Construction of a BALB/c-Nu Mouse Model of Invasive Bladder Carcinoma and Preliminary Studies on the Treatment of Bladder Tumors through Internal Iliac Arterial Infusion of Albumin-Bound Arsenic Trioxide (As(2)O(3))

To establish a BALB/c-nu mouse model of invasive bladder carcinoma and to investigate the feasibility, efficacy, and side effects of treating the mouse xenografts with internal iliac arterial infusion of albumin-bound arsenic trioxide (As(2)O(3)). Bladder tumors were established by intravesicular injection. Color Doppler were used to monitor tumor growth. Albumin-bound As(2)O(3) and bovine serum albumin (BSA) nanoparticles were synthesized by cross-linking.
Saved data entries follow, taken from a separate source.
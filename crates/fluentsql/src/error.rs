//! Error types for fluentsql

use thiserror::Error;

/// Result type alias for fluentsql operations
pub type QueryResult<T> = Result<T, QueryError>;

/// Boxed error produced by a [`Driver`](crate::Driver) implementation.
pub type BoxError = Box<dyn std::error::Error + Send + Sync + 'static>;

/// Coarse classification of a [`QueryError`].
#[derive(Debug, Clone, Copy, PartialEq, Eq)]
pub enum ErrorKind {
    /// Registry or statement configuration is incomplete or invalid.
    Configuration,
    /// The caller used the builder incorrectly.
    Usage,
    /// The dialect explicitly declines the operation.
    Unsupported,
    /// The driver reported a failure.
    Driver,
    /// A row or value could not be decoded.
    Decode,
}

/// Error types for statement building and execution
#[derive(Debug, Error)]
pub enum QueryError {
    /// Table name was never registered
    #[error("`{0}` is an invalid table name")]
    UnknownTable(String),

    /// Invalid statement configuration (upsert target, JSON pairs, ...)
    #[error("Configuration error: {0}")]
    Configuration(String),

    /// Comparison operator outside the whitelist
    #[error("Invalid operator {0}")]
    InvalidOperator(String),

    /// A statement was embedded into itself
    #[error("A new statement instance must be passed as a subquery, not the receiver itself")]
    SelfReference,

    /// Placeholder count does not match bound parameters
    #[error("Statement has {placeholders} placeholder(s) but {params} bound parameter(s)")]
    ParamMismatch { placeholders: usize, params: usize },

    /// Other misuse of the builder API
    #[error("Usage error: {0}")]
    Usage(String),

    /// Operation not available in the active dialect
    #[error("{operation} is not implemented for the {dialect} dialect; {hint}")]
    Unsupported {
        dialect: &'static str,
        operation: &'static str,
        hint: &'static str,
    },

    /// Failure surfaced by the driver
    #[error("Driver error: {0}")]
    Driver(#[source] BoxError),

    /// Failure surfaced by tokio-postgres
    #[cfg(feature = "postgres")]
    #[error("Postgres error: {0}")]
    Postgres(#[from] tokio_postgres::Error),

    /// Row decode/mapping error
    #[error("Decode error on column '{column}': {message}")]
    Decode { column: String, message: String },

    /// The rollback issued after a failure failed as well
    #[error("{error} (rollback failed: {rollback})")]
    RollbackFailed {
        error: Box<QueryError>,
        rollback: Box<QueryError>,
    },
}

impl QueryError {
    /// Create a configuration error
    pub fn configuration(message: impl Into<String>) -> Self {
        Self::Configuration(message.into())
    }

    /// Create a usage error
    pub fn usage(message: impl Into<String>) -> Self {
        Self::Usage(message.into())
    }

    /// Wrap any driver-side error
    pub fn driver(err: impl Into<BoxError>) -> Self {
        Self::Driver(err.into())
    }

    /// Create a decode error for a specific column
    pub fn decode(column: impl Into<String>, message: impl Into<String>) -> Self {
        Self::Decode {
            column: column.into(),
            message: message.into(),
        }
    }

    /// Classify the error.
    pub fn kind(&self) -> ErrorKind {
        match self {
            Self::UnknownTable(_) | Self::Configuration(_) => ErrorKind::Configuration,
            Self::InvalidOperator(_)
            | Self::SelfReference
            | Self::ParamMismatch { .. }
            | Self::Usage(_) => ErrorKind::Usage,
            Self::Unsupported { .. } => ErrorKind::Unsupported,
            Self::Driver(_) => ErrorKind::Driver,
            #[cfg(feature = "postgres")]
            Self::Postgres(_) => ErrorKind::Driver,
            Self::Decode { .. } => ErrorKind::Decode,
            Self::RollbackFailed { error, .. } => error.kind(),
        }
    }

    /// Check if this is a configuration error
    pub fn is_configuration(&self) -> bool {
        self.kind() == ErrorKind::Configuration
    }

    /// Check if this is a usage error
    pub fn is_usage(&self) -> bool {
        self.kind() == ErrorKind::Usage
    }

    /// Check if the dialect declined the operation
    pub fn is_unsupported(&self) -> bool {
        self.kind() == ErrorKind::Unsupported
    }

    /// Check if the error came from the driver
    pub fn is_driver(&self) -> bool {
        self.kind() == ErrorKind::Driver
    }
}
BALB/c-nu mice were randomly divided into four treatment groups: 1) normal saline, 2) BSA nanoparticles, 3) As(2)O(3) injections, and 4) albumin-bound As(2)O(3). In an attempt to replicate the treatment of bladder cancer in humans using internal iliac arterial infusion, the drugs were injected into the mouse abdominal aorta. Tumor xenografts were established successfully. Mice treated with As(2)O(3) injections and with albumin-bound As(2)O(3) had significantly smaller bladders (36.59% and 37.82% smaller, respectively) than mice given normal saline injections (P < 0.01). Mice receiving As(2)O(3) injections had lower white blood cell (WBC) and platelet counts compared with mice receiving normal saline injections only (P < 0.05). However, mice treated with albumin-bound As(2)O(3) did not experience a significant decrease in WBC or platelet counts compared with control mice. A model of intra-arterial bladder cancer treatment was successfully established in BALB/c-nu mice. In this model, albumin-bound As(2)O(3) appeared to be an effective method for treating bladder tumors, with less severe hematologic side effects compared with As(2)O(3) alone. The infusion of albumin-bound As(2)O(3) through the internal iliac artery is a promising method of bladder cancer therapy.